Set down each line from the start of the material exactly, please, up to and including the one that contains "the admin API.".

- - - - - - -

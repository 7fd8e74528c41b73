use reqwest::header::LOCATION;
use reqwest::Method;
use serde::{Deserialize, Serialize};
use std::sync::Arc;

use crate::keycloak::http_client::{path_segment, Core, RequestHeaders};
use crate::keycloak::{KeycloakError, RequestContext, Response};

/// A Keycloak user as exposed by the admin API.
#[derive(Debug, Clone, Default, PartialEq, Eq, Serialize, Deserialize)]
#[serde(rename_all = "camelCase")]
pub struct UserRepresentation {
    #[serde(default, skip_serializing_if = "Option::is_none")]
    pub id: Option<String>,
    #[serde(default)]
    pub username: String,
    #[serde(default, skip_serializing_if = "Option::is_none")]
    pub enabled: Option<bool>,
    #[serde(default, skip_serializing_if = "Option::is_none")]
    pub email: Option<String>,
    #[serde(default, skip_serializing_if = "Option::is_none")]
    pub email_verified: Option<bool>,
    #[serde(default, skip_serializing_if = "Option::is_none")]
    pub first_name: Option<String>,
    #[serde(default, skip_serializing_if = "Option::is_none")]
    pub last_name: Option<String>,
    #[serde(default, skip_serializing_if = "Option::is_none")]
    pub created_timestamp: Option<i64>,
}

/// Filters for listing users. Unset fields are left out of the query.
#[derive(Debug, Clone, Default, PartialEq, Eq, Serialize)]
pub struct UserQuery {
    #[serde(skip_serializing_if = "Option::is_none")]
    pub search: Option<String>,
    #[serde(skip_serializing_if = "Option::is_none")]
    pub username: Option<String>,
    #[serde(skip_serializing_if = "Option::is_none")]
    pub email: Option<String>,
    #[serde(skip_serializing_if = "Option::is_none")]
    pub first: Option<u32>,
    #[serde(skip_serializing_if = "Option::is_none")]
    pub max: Option<u32>,
}

/// User administration under `admin/realms/{realm}/users`.
/// Every call runs with a freshly acquired admin token.
#[derive(Debug, Clone)]
pub struct AdminUserService {
    core: Arc<Core>,
}

impl AdminUserService {
    pub(crate) fn new(core: Arc<Core>) -> Self {
        Self { core }
    }

    fn users_path(&self) -> String {
        format!("admin/realms/{}/users", self.core.config.realm)
    }

    fn user_path(&self, id: &str) -> Result<String, KeycloakError> {
        Ok(format!("{}/{}", self.users_path(), path_segment(id)?))
    }

    pub async fn get_users(
        &self,
        ctx: &RequestContext,
        query: &UserQuery,
    ) -> Result<Vec<UserRepresentation>, KeycloakError> {
        let query = serde_urlencoded::to_string(query)?;
        let path = if query.is_empty() {
            self.users_path()
        } else {
            format!("{}?{query}", self.users_path())
        };

        let request = self
            .core
            .new_request::<()>(Method::GET, &path, None, &RequestHeaders::default(), true)
            .await?;
        let mut users = Vec::new();
        self.core.execute_json(ctx, request, &mut users).await?;
        Ok(users)
    }

    pub async fn get_user(
        &self,
        ctx: &RequestContext,
        id: &str,
    ) -> Result<UserRepresentation, KeycloakError> {
        let path = self.user_path(id)?;
        let request = self
            .core
            .new_request::<()>(Method::GET, &path, None, &RequestHeaders::default(), true)
            .await?;
        let mut user = UserRepresentation::default();
        self.core.execute_json(ctx, request, &mut user).await?;
        Ok(user)
    }

    /// Creates a user and returns its id, taken from the `Location` header
    /// when Keycloak sends one.
    pub async fn create_user(
        &self,
        ctx: &RequestContext,
        user: &UserRepresentation,
    ) -> Result<Option<String>, KeycloakError> {
        let request = self
            .core
            .new_request(Method::POST, &self.users_path(), Some(user), &RequestHeaders::default(), true)
            .await?;
        let response = self.core.execute(ctx, request).await?;

        let id = response
            .headers()
            .get(LOCATION)
            .and_then(|location| location.to_str().ok())
            .and_then(|location| location.trim_end_matches('/').rsplit('/').next())
            .filter(|id| !id.is_empty())
            .map(str::to_string);
        Ok(id)
    }

    pub async fn update_user(
        &self,
        ctx: &RequestContext,
        id: &str,
        user: &UserRepresentation,
    ) -> Result<Response, KeycloakError> {
        let path = self.user_path(id)?;
        let request = self
            .core
            .new_request(Method::PUT, &path, Some(user), &RequestHeaders::default(), true)
            .await?;
        self.core.execute(ctx, request).await
    }

    pub async fn delete_user(
        &self,
        ctx: &RequestContext,
        id: &str,
    ) -> Result<Response, KeycloakError> {
        let path = self.user_path(id)?;
        let request = self
            .core
            .new_request::<()>(Method::DELETE, &path, None, &RequestHeaders::default(), true)
            .await?;
        self.core.execute(ctx, request).await
    }
}

#[cfg(test)]
mod tests {
    use super::*;
    use crate::keycloak::{Client, ClientConfig};
    use httpmock::MockServer;
    use serde_json::json;

    fn client_for(server: &MockServer) -> Client {
        token_mock(server);
        let config = ClientConfig::service_account(server.base_url(), "demo", false, "svc", "s");
        Client::new(config, None).unwrap()
    }

    fn token_mock(server: &MockServer) -> httpmock::Mock<'_> {
        server.mock(|when, then| {
            when.method("POST")
                .path("/realms/demo/protocol/openid-connect/token");
            then.status(200).json_body(json!({ "access_token": "admin-token" }));
        })
    }

    #[tokio::test]
    async fn lists_users_with_query_and_admin_token() {
        let server = MockServer::start();
        let client = client_for(&server);
        let mock = server.mock(|when, then| {
            when.method("GET")
                .path("/admin/realms/demo/users")
                .query_param("search", "ali")
                .query_param("max", "10")
                .header("authorization", "Bearer admin-token");
            then.status(200).json_body(json!([
                { "id": "1", "username": "alice", "enabled": true },
                { "id": "2", "username": "alicia" }
            ]));
        });

        let query = UserQuery {
            search: Some("ali".to_string()),
            max: Some(10),
            ..UserQuery::default()
        };
        let users = client
            .admin_user
            .get_users(&RequestContext::background(), &query)
            .await
            .unwrap();

        assert_eq!(users.len(), 2);
        assert_eq!(users[0].username, "alice");
        assert_eq!(users[0].enabled, Some(true));
        mock.assert();
    }

    #[tokio::test]
    async fn creates_user_and_reads_id_from_location() {
        let server = MockServer::start();
        let client = client_for(&server);
        let location = format!("{}/admin/realms/demo/users/9f2c", server.base_url());
        let mock = server.mock(|when, then| {
            when.method("POST")
                .path("/admin/realms/demo/users")
                .header("content-type", "application/json")
                .header("authorization", "Bearer admin-token");
            then.status(201).header("location", location.as_str());
        });

        let user = UserRepresentation {
            username: "bob".to_string(),
            first_name: Some("<Bob>".to_string()),
            enabled: Some(true),
            ..UserRepresentation::default()
        };
        let id = client
            .admin_user
            .create_user(&RequestContext::background(), &user)
            .await
            .unwrap();

        assert_eq!(id.as_deref(), Some("9f2c"));
        mock.assert();
    }

    #[tokio::test]
    async fn missing_user_is_upstream_error() {
        let server = MockServer::start();
        let client = client_for(&server);
        server.mock(|when, then| {
            when.method("GET").path("/admin/realms/demo/users/nope");
            then.status(404).json_body(json!({ "error": "User not found" }));
        });

        let err = client
            .admin_user
            .get_user(&RequestContext::background(), "nope")
            .await
            .unwrap_err();

        let upstream = err.as_upstream().unwrap();
        assert_eq!(upstream.response.status().as_u16(), 404);
        assert_eq!(upstream.message, "");
    }

    #[tokio::test]
    async fn updates_and_deletes_user() {
        let server = MockServer::start();
        let client = client_for(&server);
        let update = server.mock(|when, then| {
            when.method("PUT").path("/admin/realms/demo/users/42");
            then.status(204);
        });
        let delete = server.mock(|when, then| {
            when.method("DELETE").path("/admin/realms/demo/users/42");
            then.status(204);
        });

        let ctx = RequestContext::background();
        let user = UserRepresentation {
            username: "carol".to_string(),
            ..UserRepresentation::default()
        };
        let updated = client.admin_user.update_user(&ctx, "42", &user).await.unwrap();
        let deleted = client.admin_user.delete_user(&ctx, "42").await.unwrap();

        assert_eq!(updated.status().as_u16(), 204);
        assert_eq!(deleted.status().as_u16(), 204);
        update.assert();
        delete.assert();
    }

    #[tokio::test]
    async fn id_cannot_escape_the_users_collection() {
        let server = MockServer::start();
        let token = token_mock(&server);
        let config = ClientConfig::service_account(server.base_url(), "demo", false, "svc", "s");
        let client = Client::new(config, None).unwrap();
        let clients = server.mock(|when, then| {
            when.method("DELETE").path("/admin/realms/demo/clients/abc");
            then.status(204);
        });

        let ctx = RequestContext::background();
        let err = client
            .admin_user
            .delete_user(&ctx, "../clients/abc")
            .await
            .unwrap_err();
        assert!(matches!(err, KeycloakError::InvalidPathSegment(ref id) if id == "../clients/abc"));

        let user = UserRepresentation::default();
        assert!(client.admin_user.get_user(&ctx, "..").await.is_err());
        assert!(client.admin_user.update_user(&ctx, "a/b", &user).await.is_err());

        // Nothing was sent, not even a token request.
        assert_eq!(clients.calls(), 0);
        assert_eq!(token.calls(), 0);
    }
}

- - - - - - -

• _TASK SOLUTION_
repository 7fd8e74528c41b73
use reqwest::header::LOCATION;
use reqwest::Method;
use serde::{Deserialize, Serialize};
use std::sync::Arc;

use crate::keycloak::http_client::{path_segment, Core, RequestHeaders};
use crate::keycloak::{KeycloakError, RequestContext, Response};

/// A Keycloak user as exposed by the admin API.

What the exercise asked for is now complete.